Substance Use Disorder Vouchers Incorrectly Paid
Over a million dollars was incorrectly paid for by the SUD Voucher Program, rather than Medicaid. If the treatment services paid for by the Voucher would have been correctly allocated from Medicaid, up to 293 people could have benefited from the substance use disorder treatment services. Because the SUD Voucher Program ran out of funds, people were denied into the program for an entire year (July 1, 2020, until July 1, 2021). If treatment is billed and paid correctly, more people will have access to the treatment services they require.

 

Employees Underpaid by $132,000
Employees at the Life Skills and Transition Center and the State Hospital who worked both nights and weekends were underpaid by $132,000 because of a misstated 2021 shift differential policy.

 

Bonuses Paid to Ineligible Employees
DHS paid $157,000 of bonuses to 130 employees who were not eligible.
 

$629 Million in Financial Statement Errors
*PRIOR AUDIT IDENTIFIED, DHS STILL HAS NOT ADDRESSED*
DHS had a total of $629 million in errors in financial statement amounts reported to the State’s Annual Comprehensive Financial Report.

 

Unsupported Controls Over Medicaid Drug Rebate Program, Likely Error Rate of $6,297,706
*PRIOR AUDIT IDENTIFIED, DHS STILL HAS NOT ADDRESSED*
Internal controls surrounding the Drug Rebate and Analysis Management System (DRAMS) are inadequate. The DRAMS system is used to calculate drug rebates and interest due from drug manufacturers for the Medicaid drug rebate program. DHS was not able to provide a detailed list of accounts that made up the receivables balances provided for the statewide Annual Comprehensive Financial Report. As a result, the Auditor’s Office was not able to check the account balances.
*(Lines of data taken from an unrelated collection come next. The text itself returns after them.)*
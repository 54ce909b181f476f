//! Extractor helpers
//!
//! Each resource package supplies a pure function `Fn(&Page) -> Result<Vec<T>>`
//! mapping a page's raw body into typed domain objects. Extractors must be
//! idempotent: the marker strategy and `all_pages` may both run them against
//! the same page. The helpers here cover the two body shapes OpenStack
//! services use for collections.

use super::page::Page;
use crate::error::{Error, Result};
use serde::de::DeserializeOwned;

/// Deserialize the collection stored under `key` in the page body.
///
/// Covers the `{"servers": [...], "servers_links": [...]}` convention.
pub fn extract_list<T: DeserializeOwned>(page: &Page, key: &str) -> Result<Vec<T>> {
    let list = page
        .body
        .get(key)
        .ok_or_else(|| Error::decode(format!("collection key '{key}' missing from page body")))?;
    serde_json::from_value(list.clone())
        .map_err(|e| Error::decode(format!("collection '{key}' has unexpected shape: {e}")))
}

/// Deserialize a page whose body is the collection itself (a bare array)
pub fn extract_array<T: DeserializeOwned>(page: &Page) -> Result<Vec<T>> {
    if !page.body.is_array() {
        return Err(Error::decode("page body is not an array"));
    }
    serde_json::from_value(page.body.clone())
        .map_err(|e| Error::decode(format!("array body has unexpected shape: {e}")))
}
//! # ostack-sdk
//!
//! A Rust SDK for OpenStack-compatible cloud APIs.
//!
//! The heart of the crate is the pagination engine: OpenStack services
//! return collections under incompatible conventions (single unpaged
//! bodies, embedded `next` links, marker-derived cursors), and the engine
//! presents one lazy iteration contract over all of them. Resource
//! packages plug in their own JSON shapes and element types.
//!
//! ## Quick Start
//!
//! ```rust,ignore
//! use ostack_sdk::auth::{authenticated_client, AuthOptions, EndpointCriteria};
//! use ostack_sdk::compute::servers;
//! use ostack_sdk::Result;
//! use std::sync::Arc;
//!
//! #[tokio::main]
//! async fn main() -> Result<()> {
//!     let opts = AuthOptions::from_env()?;
//!     let criteria = EndpointCriteria::service("compute").in_region("RegionOne");
//!     let client = Arc::new(authenticated_client(&opts, &criteria).await?);
//!
//!     // Materialize every page of the listing...
//!     let mut pager = servers::list(client.clone(), &servers::ListOpts::default());
//!     let all = pager.all_pages(servers::extract_servers).await?;
//!
//!     // ...or stream pages lazily with early stop.
//!     let mut pager = servers::list(client, &servers::ListOpts::default());
//!     pager
//!         .each_page(|page| {
//!             let servers = servers::extract_servers(page)?;
//!             Ok(servers.iter().all(|s| s.status == "ACTIVE"))
//!         })
//!         .await?;
//!
//!     Ok(())
//! }
//! ```
//!
//! ## Architecture
//!
//! ```text
//! ┌─────────────────────────────────────────────────────────────┐
//! │                    Resource packages                        │
//! │   build list URL · pick strategy · extract typed elements   │
//! └──────────────────────────────┬──────────────────────────────┘
//!                                │
//! ┌──────────────┬───────────────┴──────────────┬───────────────┐
//! │     Auth     │          Pagination          │    Session    │
//! ├──────────────┼──────────────────────────────┼───────────────┤
//! │ Identity v2  │ Pager (each_page/all_pages)  │ ServiceClient │
//! │ Catalog      │ Single / Linked / Marker     │ Transport     │
//! └──────────────┴──────────────────────────────┴───────────────┘
//! ```

#![warn(clippy::all)]
#![warn(clippy::pedantic)]
#![allow(clippy::module_name_repetitions)]
#![allow(clippy::must_use_candidate)]
#![allow(clippy::missing_errors_doc)]
#![allow(clippy::doc_markdown)]

// ============================================================================
// Module declarations
// ============================================================================

/// Error types for the SDK
pub mod error;

/// Common types and type aliases
pub mod types;

/// Identity authentication and catalog lookup
pub mod auth;

/// Service client and transport seam
pub mod session;

/// Pagination engine
pub mod pagination;

/// Compute resource packages
pub mod compute;

// ============================================================================
// Re-exports
// ============================================================================

pub use error::{Error, Result};
pub use pagination::{Page, Pager, PageStrategy};
pub use session::{FetchedPage, ServiceClient, ServiceClientConfig, Transport};

/// Crate version
pub const VERSION: &str = env!("CARGO_PKG_VERSION");

/// Crate name
pub const NAME: &str = env!("CARGO_PKG_NAME");
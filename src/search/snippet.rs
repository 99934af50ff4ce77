//! Result snippet extraction.

use super::tokenize::Token;

const ELLIPSIS: char = '…';

/// Cuts a window of at most `max_chars` characters of `source` around the
/// first token accepted by `is_match`.
///
/// Whitespace runs are collapsed to a single space. An ellipsis is added on
/// each side where text was cut off. Without a matching token the window
/// starts at the beginning of `source`.
pub(crate) fn extract(
    source: &str,
    tokens: &[Token],
    is_match: impl Fn(&str) -> bool,
    max_chars: usize,
) -> String {
    let anchor_byte = tokens
        .iter()
        .find(|token| is_match(&token.term))
        .map_or(0, |token| token.span.start);

    let (chars, anchor) = collapse_whitespace(source, anchor_byte);
    if chars.len() <= max_chars {
        return chars.into_iter().collect();
    }

    // Keep roughly a third of the window as leading context
    let lead = max_chars / 3;
    let end = (anchor.saturating_sub(lead) + max_chars).min(chars.len());
    let start = end - max_chars;

    let window: String = chars[start..end].iter().collect();
    let mut snippet = String::with_capacity(window.len() + 2 * ELLIPSIS.len_utf8());
    if start > 0 {
        snippet.push(ELLIPSIS);
    }
    snippet.push_str(window.trim());
    if end < chars.len() {
        snippet.push(ELLIPSIS);
    }
    snippet
}

/// Collapses whitespace and trims, returning the characters and the char index
/// that byte offset `anchor_byte` maps to.
fn collapse_whitespace(source: &str, anchor_byte: usize) -> (Vec<char>, usize) {
    let mut chars = Vec::with_capacity(source.len());
    let mut anchor = 0;
    let mut pending_space = false;

    for (i, c) in source.char_indices() {
        if c.is_whitespace() {
            pending_space = !chars.is_empty();
            continue;
        }
        if pending_space {
            chars.push(' ');
            pending_space = false;
        }
        if i == anchor_byte {
            anchor = chars.len();
        }
        chars.push(c);
    }

    (chars, anchor)
}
Also identified was a known overstatement of interest calculated on conversion balances on DRAMS of $287,619, with a projected likely error of $6,297,706.
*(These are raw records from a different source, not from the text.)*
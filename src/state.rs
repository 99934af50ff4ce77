//! Load-once, query-many search state with an explicit lifecycle.

use crate::config::SearchConfig;
use crate::error::SearchError;
use crate::record::DocRecord;
use crate::search::{BuildReport, Index, ScoredResult};
use std::sync::{Arc, PoisonError, RwLock};

/// Holds the currently loaded index for a search front end.
///
/// Replaces an ambient global: callers own a `SearchState` (usually one per
/// process or page) and drive it through [`SearchState::init`] and
/// [`SearchState::teardown`]. Queries take a snapshot of the index, so an
/// `init` racing with in-flight searches never blocks them or mixes indices.
#[derive(Debug, Default)]
pub struct SearchState {
    config: SearchConfig,
    index: RwLock<Option<Arc<Index>>>,
}

impl SearchState {
    /// Create an uninitialized state that will build indices with `config`.
    pub fn new(config: SearchConfig) -> Self {
        Self {
            config,
            index: RwLock::new(None),
        }
    }

    pub fn config(&self) -> &SearchConfig {
        &self.config
    }

    /// Builds an index over `records` and makes it current.
    ///
    /// Any previously loaded index is replaced. The build runs before the
    /// write lock is taken.
    pub fn init(&self, records: impl IntoIterator<Item = DocRecord>) -> BuildReport {
        let (index, report) = Index::build_with(records, self.config.clone());
        let previous = self
            .index
            .write()
            .unwrap_or_else(PoisonError::into_inner)
            .replace(Arc::new(index));

        if previous.is_some() {
            tracing::debug!("Replaced previously loaded search index");
        }
        if report.skipped > 0 {
            tracing::warn!(
                "Skipped {} malformed records ({} indexed)",
                report.skipped,
                report.indexed
            );
        }

        report
    }

    /// Drops the current index. Returns whether one was loaded.
    ///
    /// Searches already holding a snapshot finish against it.
    pub fn teardown(&self) -> bool {
        let previous = self
            .index
            .write()
            .unwrap_or_else(PoisonError::into_inner)
            .take();
        tracing::debug!("Search index torn down (was loaded: {})", previous.is_some());
        previous.is_some()
    }

    pub fn is_initialized(&self) -> bool {
        self.index
            .read()
            .unwrap_or_else(PoisonError::into_inner)
            .is_some()
    }

    /// Snapshot of the current index.
    pub fn index(&self) -> Result<Arc<Index>, SearchError> {
        self.index
            .read()
            .unwrap_or_else(PoisonError::into_inner)
            .clone()
            .ok_or(SearchError::NotInitialized)
    }

    /// Searches the current index. See [`crate::search::search`].
    pub fn search(&self, query: &str, limit: usize) -> Result<Vec<ScoredResult>, SearchError> {
        self.index()?.search(query, limit)
    }
}
//! Error handling types and utilities.

use std::path::PathBuf;

/// A specialized Result type for application-level code.
///
/// This is an alias for `anyhow::Result` with context added via `.context()` and
/// `.with_context()` methods in the command-line harness.
pub type Result<T> = anyhow::Result<T>;

/// Errors returned by a search request.
///
/// None of these leave the index in a different state than before the call.
#[derive(Debug, Clone, PartialEq, Eq, thiserror::Error)]
pub enum SearchError {
    /// The result limit must be at least 1.
    #[error("invalid result limit {0}: must be at least 1")]
    InvalidLimit(usize),
    /// No index has been loaded (or it was torn down).
    #[error("search index is not initialized")]
    NotInitialized,
}

/// Error returned when loading the generator's record payload fails.
#[derive(Debug, thiserror::Error)]
pub enum LoadError {
    /// The payload file could not be read.
    #[error("failed to read search payload at {}: {source}", path.display())]
    Io {
        path: PathBuf,
        #[source]
        source: std::io::Error,
    },
    /// The payload is not valid JSON (after stripping any JS assignment).
    #[error("failed to parse search payload: {0}")]
    Parse(#[from] serde_json::Error),
    /// The payload is JSON but not a record array or `{"docs": [...]}` object.
    #[error("unrecognized search payload: {0}")]
    Shape(String),
}

/// Error returned when a search configuration is unusable.
#[derive(Debug, thiserror::Error)]
pub enum ConfigError {
    /// The configuration file could not be read.
    #[error("failed to read config at {}: {source}", path.display())]
    Io {
        path: PathBuf,
        #[source]
        source: std::io::Error,
    },
    /// The configuration file is not valid TOML for [`crate::SearchConfig`].
    #[error("failed to parse config: {0}")]
    Parse(#[from] toml::de::Error),
    /// A value is outside its allowed range.
    #[error("invalid config value for `{field}`: {reason}")]
    Invalid { field: &'static str, reason: String },
}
“This is the third consecutive audit that our team has identified that children are in extreme abusive situations for longer than they should be. These are children who are experiencing sexual abuse, physical abuse, drug use, and are at risk of death.” Stated State Auditor Joshua Gallion. “I urge DHS to work with the legislative assembly to gain resources to be responsive and better staffed so these unacceptable conditions improve for the most vulnerable voices.”